→ WHAT THE TASK ASKS:
An answer that reproduces all the entries exactly is what is needed.

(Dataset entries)
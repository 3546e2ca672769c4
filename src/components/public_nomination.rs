// ============================================================================
// PUBLIC NOMINATION - Nominar una entrada por su código QR (sin login)
// ============================================================================

use web_sys::HtmlInputElement;
use yew::prelude::*;

use crate::components::alert::{Alert, AlertKind};
use crate::hooks::use_flash::use_flash;
use crate::hooks::use_latest_request::use_latest_request;
use crate::hooks::use_mounted::use_mounted;
use crate::models::{NominationRequest, PublicTicket};
use crate::services::nomination_service;
use crate::viewmodels::nomination_viewmodel::{
    blocking_reason, validate_nomination, NOMINATION_FAILED, TICKET_NOT_FOUND,
};

#[derive(Properties, PartialEq)]
pub struct PublicNominationProps {
    pub codigo_qr: String,
}

fn on_field(
    form: &UseStateHandle<NominationRequest>,
    apply: fn(&mut NominationRequest, String),
) -> Callback<InputEvent> {
    let form = form.clone();
    Callback::from(move |e: InputEvent| {
        let input: HtmlInputElement = e.target_unchecked_into();
        let mut next = (*form).clone();
        apply(&mut next, input.value());
        form.set(next);
    })
}

#[function_component(PublicNomination)]
pub fn public_nomination(props: &PublicNominationProps) -> Html {
    let ticket = use_state(|| None::<PublicTicket>);
    let loading = use_state(|| true);
    let submitting = use_state(|| false);
    let nominated = use_state(|| None::<String>);
    let form = use_state(NominationRequest::default);
    let flash = use_flash();
    let mounted = use_mounted();
    let latest = use_latest_request();

    // Cargar la entrada al montar y cada vez que cambia el código
    {
        let ticket = ticket.clone();
        let loading = loading.clone();
        let nominated = nominated.clone();
        let form = form.clone();
        let show_error = flash.show.clone();
        use_effect_with(props.codigo_qr.clone(), move |codigo_qr| {
            let codigo_qr = codigo_qr.clone();
            ticket.set(None);
            nominated.set(None);
            form.set(NominationRequest::default());
            loading.set(true);
            let request = latest.begin();
            wasm_bindgen_futures::spawn_local(async move {
                let result = nomination_service::fetch_public_ticket(&codigo_qr).await;
                if !request.is_current() {
                    return;
                }
                match result {
                    Ok(loaded) => {
                        log::info!("🎫 [NOMINATION] Entrada {} en estado {}", loaded.codigo_qr, loaded.estado);
                        ticket.set(Some(loaded));
                    }
                    Err(e) => {
                        log::error!("❌ [NOMINATION] Error cargando entrada {}: {}", codigo_qr, e);
                        show_error.emit(e.user_message(TICKET_NOT_FOUND));
                        ticket.set(None);
                    }
                }
                loading.set(false);
            });
            || ()
        });
    }

    let on_submit = {
        let ticket = ticket.clone();
        let form = form.clone();
        let submitting = submitting.clone();
        let nominated = nominated.clone();
        let show_error = flash.show.clone();
        let mounted = mounted.clone();
        let codigo_qr = props.codigo_qr.clone();

        Callback::from(move |e: SubmitEvent| {
            e.prevent_default();
            let Some(current) = (*ticket).clone() else {
                return;
            };
            let request = match validate_nomination(&current, &form) {
                Ok(request) => request,
                Err(e) => {
                    show_error.emit(e.to_string());
                    return;
                }
            };

            let ticket = ticket.clone();
            let submitting = submitting.clone();
            let nominated = nominated.clone();
            let show_error = show_error.clone();
            let mounted = mounted.clone();
            let codigo_qr = codigo_qr.clone();
            submitting.set(true);

            wasm_bindgen_futures::spawn_local(async move {
                let result = nomination_service::nominate_ticket(&codigo_qr, &request).await;
                if !mounted.is_mounted() {
                    return;
                }
                submitting.set(false);
                match result {
                    Ok(updated) => {
                        let name = updated
                            .nombre_asistente
                            .clone()
                            .unwrap_or_else(|| request.nombre_asistente.clone());
                        log::info!("✅ [NOMINATION] Entrada {} nominada", codigo_qr);
                        nominated.set(Some(name));
                        ticket.set(Some(updated));
                    }
                    Err(e) => show_error.emit(e.user_message(NOMINATION_FAILED)),
                }
            });
        })
    };

    let body = if *loading {
        html! { <p class="loading">{"Cargando entrada..."}</p> }
    } else if let Some(name) = (*nominated).clone() {
        html! {
            <Alert
                message={Some(format!("Entrada nominada correctamente a nombre de {}", name))}
                kind={AlertKind::Success}
            />
        }
    } else if let Some(current) = (*ticket).clone() {
        let festival = current.nombre_festival.clone().unwrap_or_default();
        let header = html! {
            <div class="ticket-info">
                <h2>{festival}</h2>
                <p>{format!("Código: {}", current.codigo_qr)}</p>
                <p>{format!("Estado: {}", current.estado)}</p>
            </div>
        };

        match blocking_reason(&current) {
            Some(reason) => html! {
                <>
                    {header}
                    <Alert message={Some(reason)} />
                </>
            },
            None => html! {
                <>
                    {header}
                    <form class="nomination-form" onsubmit={on_submit}>
                        <div class="form-group">
                            <label for="email">{"Email del asistente"}</label>
                            <input type="email" id="email" value={form.email_asistente.clone()}
                                oninput={on_field(&form, |f, v| f.email_asistente = v)} />
                        </div>
                        <div class="form-group">
                            <label for="confirm-email">{"Confirmar email"}</label>
                            <input type="email" id="confirm-email" value={form.confirm_email_nominado.clone()}
                                oninput={on_field(&form, |f, v| f.confirm_email_nominado = v)} />
                        </div>
                        <div class="form-group">
                            <label for="name">{"Nombre completo"}</label>
                            <input type="text" id="name" value={form.nombre_asistente.clone()}
                                oninput={on_field(&form, |f, v| f.nombre_asistente = v)} />
                        </div>
                        <div class="form-group">
                            <label for="phone">{"Teléfono (opcional)"}</label>
                            <input type="tel" id="phone" value={form.telefono_asistente.clone()}
                                oninput={on_field(&form, |f, v| f.telefono_asistente = v)} />
                        </div>
                        <button type="submit" class="btn-primary" disabled={*submitting}>
                            {if *submitting { "Nominando..." } else { "Nominar entrada" }}
                        </button>
                    </form>
                </>
            },
        }
    } else {
        html! {}
    };

    html! {
        <div class="public-nomination">
            <h1>{"Nominación de entrada"}</h1>
            <Alert message={flash.message.clone()} />
            {body}
        </div>
    }
}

→ ANSWER SPACE:
repository 3546e2ca672769c4
filename src/components/public_nomination.rs
// ============================================================================
// PUBLIC NOMINATION - Nominar una entrada por su código QR (sin login)
// ============================================================================

use web_sys::HtmlInputElement;
use yew::prelude::*;

use crate::components::alert::{Alert, AlertKind};
use crate::hooks::use_flash::use_flash;
use crate::hooks::use_latest_request::use_latest_request;
use crate::hooks::use_mounted::use_mounted;
use crate::models::{NominationRequest, PublicTicket};
use crate::services::nomination_service;
use crate::viewmodels::nomination_viewmodel::{
    blocking_reason, validate_nomination, NOMINATION_FAILED, TICKET_NOT_FOUND,
};

#[derive(Properties, PartialEq)]
pub struct PublicNominationProps {
    pub codigo_qr: String,
}

fn on_field(
    form: &UseStateHandle<NominationRequest>,
    apply: fn(&mut NominationRequest, String),
) -> Callback<InputEvent> {
    let form = form.clone();
    Callback::from(move |e: InputEvent| {
        let input: HtmlInputElement = e.target_unchecked_into();
        let mut next = (*form).clone();
        apply(&mut next, input.value());
        form.set(next);
    })
}

#[function_component(PublicNomination)]
pub fn public_nomination(props: &PublicNominationProps) -> Html {
    let ticket = use_state(|| None::<PublicTicket>);
    let loading = use_state(|| true);
    let submitting = use_state(|| false);
    let nominated = use_state(|| None::<String>);
    let form = use_state(NominationRequest::default);
    let flash = use_flash();
    let mounted = use_mounted();
    let latest = use_latest_request();

    // Cargar la entrada al montar y cada vez que cambia el código
    {
        let ticket = ticket.clone();
        let loading = loading.clone();
        let nominated = nominated.clone();
        let form = form.clone();
        let show_error = flash.show.clone();
        use_effect_with(props.codigo_qr.clone(), move |codigo_qr| {
            let codigo_qr = codigo_qr.clone();
            ticket.set(None);
            nominated.set(None);
            form.set(NominationRequest::default());
            loading.set(true);
            let request = latest.begin();
            wasm_bindgen_futures::spawn_local(async move {
                let result = nomination_service::fetch_public_ticket(&codigo_qr).await;
                if !request.is_current() {
                    return;
                }
                match result {
                    Ok(loaded) => {
                        log::info!("🎫 [NOMINATION] Entrada {} en estado {}", loaded.codigo_qr, loaded.estado);
                        ticket.set(Some(loaded));
                    }
                    Err(e) => {
                        log::error!("❌ [NOMINATION] Error cargando entrada {}: {}", codigo_qr, e);
                        show_error.emit(e.user_message(TICKET_NOT_FOUND));
                        ticket.set(None);
                    }
                }
                loading.set(false);
            });
            || ()
        });
    }

    let on_submit = {
        let ticket = ticket.clone();
        let form = form.clone();
        let submitting = submitting.clone();
        let nominated = nominated.clone();
        let show_error = flash.show.clone();
        let mounted = mounted.clone();
        let codigo_qr = props.codigo_qr.clone();

        Callback::from(move |e: SubmitEvent| {
            e.prevent_default();
            let Some(current) = (*ticket).clone() else {
                return;
            };
            let request = match validate_nomination(&current, &form) {
                Ok(request) => request,
                Err(e) => {
                    show_error.emit(e.to_string());
                    return;
                }
            };

            let ticket = ticket.clone();
            let submitting = submitting.clone();
            let nominated = nominated.clone();
            let show_error = show_error.clone();
            let mounted = mounted.clone();
            let codigo_qr = codigo_qr.clone();
            submitting.set(true);

            wasm_bindgen_futures::spawn_local(async move {
                let result = nomination_service::nominate_ticket(&codigo_qr, &request).await;
                if !mounted.is_mounted() {
                    return;
                }
                submitting.set(false);
                match result {
                    Ok(updated) => {
                        let name = updated
                            .nombre_asistente
                            .clone()
                            .unwrap_or_else(|| request.nombre_asistente.clone());
                        log::info!("✅ [NOMINATION] Entrada {} nominada", codigo_qr);
                        nominated.set(Some(name));
                        ticket.set(Some(updated));
                    }
                    Err(e) => show_error.emit(e.user_message(NOMINATION_FAILED)),
                }
            });
        })
    };

    let body = if *loading {
        html! { <p class="loading">{"Cargando entrada..."}</p> }
    } else if let Some(name) = (*nominated).clone() {
        html! {
            <Alert
                message={Some(format!("Entrada nominada correctamente a nombre de {}", name))}
                kind={AlertKind::Success}
            />
        }
    } else if let Some(current) = (*ticket).clone() {
        let festival = current.nombre_festival.clone().unwrap_or_default();
        let header = html! {
            <div class="ticket-info">
                <h2>{festival}</h2>
                <p>{format!("Código: {}", current.codigo_qr)}</p>
                <p>{format!("Estado: {}", current.estado)}</p>
            </div>
        };

        match blocking_reason(&current) {
            Some(reason) => html! {
                <>
                    {header}
                    <Alert message={Some(reason)} />
                </>
            },
            None => html! {
                <>
                    {header}
                    <form class="nomination-form" onsubmit={on_submit}>
                        <div class="form-group">
                            <label for="email">{"Email del asistente"}</label>
                            <input type="email" id="email" value={form.email_asistente.clone()}
                                oninput={on_field(&form, |f, v| f.email_asistente = v)} />
                        </div>
                        <div class="form-group">
                            <label for="confirm-email">{"Confirmar email"}</label>
                            <input type="email" id="confirm-email" value={form.confirm_email_nominado.clone()}
                                oninput={on_field(&form, |f, v| f.confirm_email_nominado = v)} />
                        </div>
                        <div class="form-group">
                            <label for="name">{"Nombre completo"}</label>
                            <input type="text" id="name" value={form.nombre_asistente.clone()}
                                oninput={on_field(&form, |f, v| f.nombre_asistente = v)} />
                        </div>
                        <div class="form-group">
                            <label for="phone">{"Teléfono (opcional)"}</label>
                            <input type="tel" id="phone" value={form.telefono_asistente.clone()}
                                oninput={on_field(&form, |f, v| f.telefono_asistente = v)} />
                        </div>
                        <button type="submit" class="btn-primary" disabled={*submitting}>
                            {if *submitting { "Nominando..." } else { "Nominar entrada" }}
                        </button>
                    </form>
                </>
            },
        }
    } else {
        html! {}
    };

    html! {
        <div class="public-nomination">
            <h1>{"Nominación de entrada"}</h1>
            <Alert message={flash.message.clone()} />
            {body}
        </div>
    }
}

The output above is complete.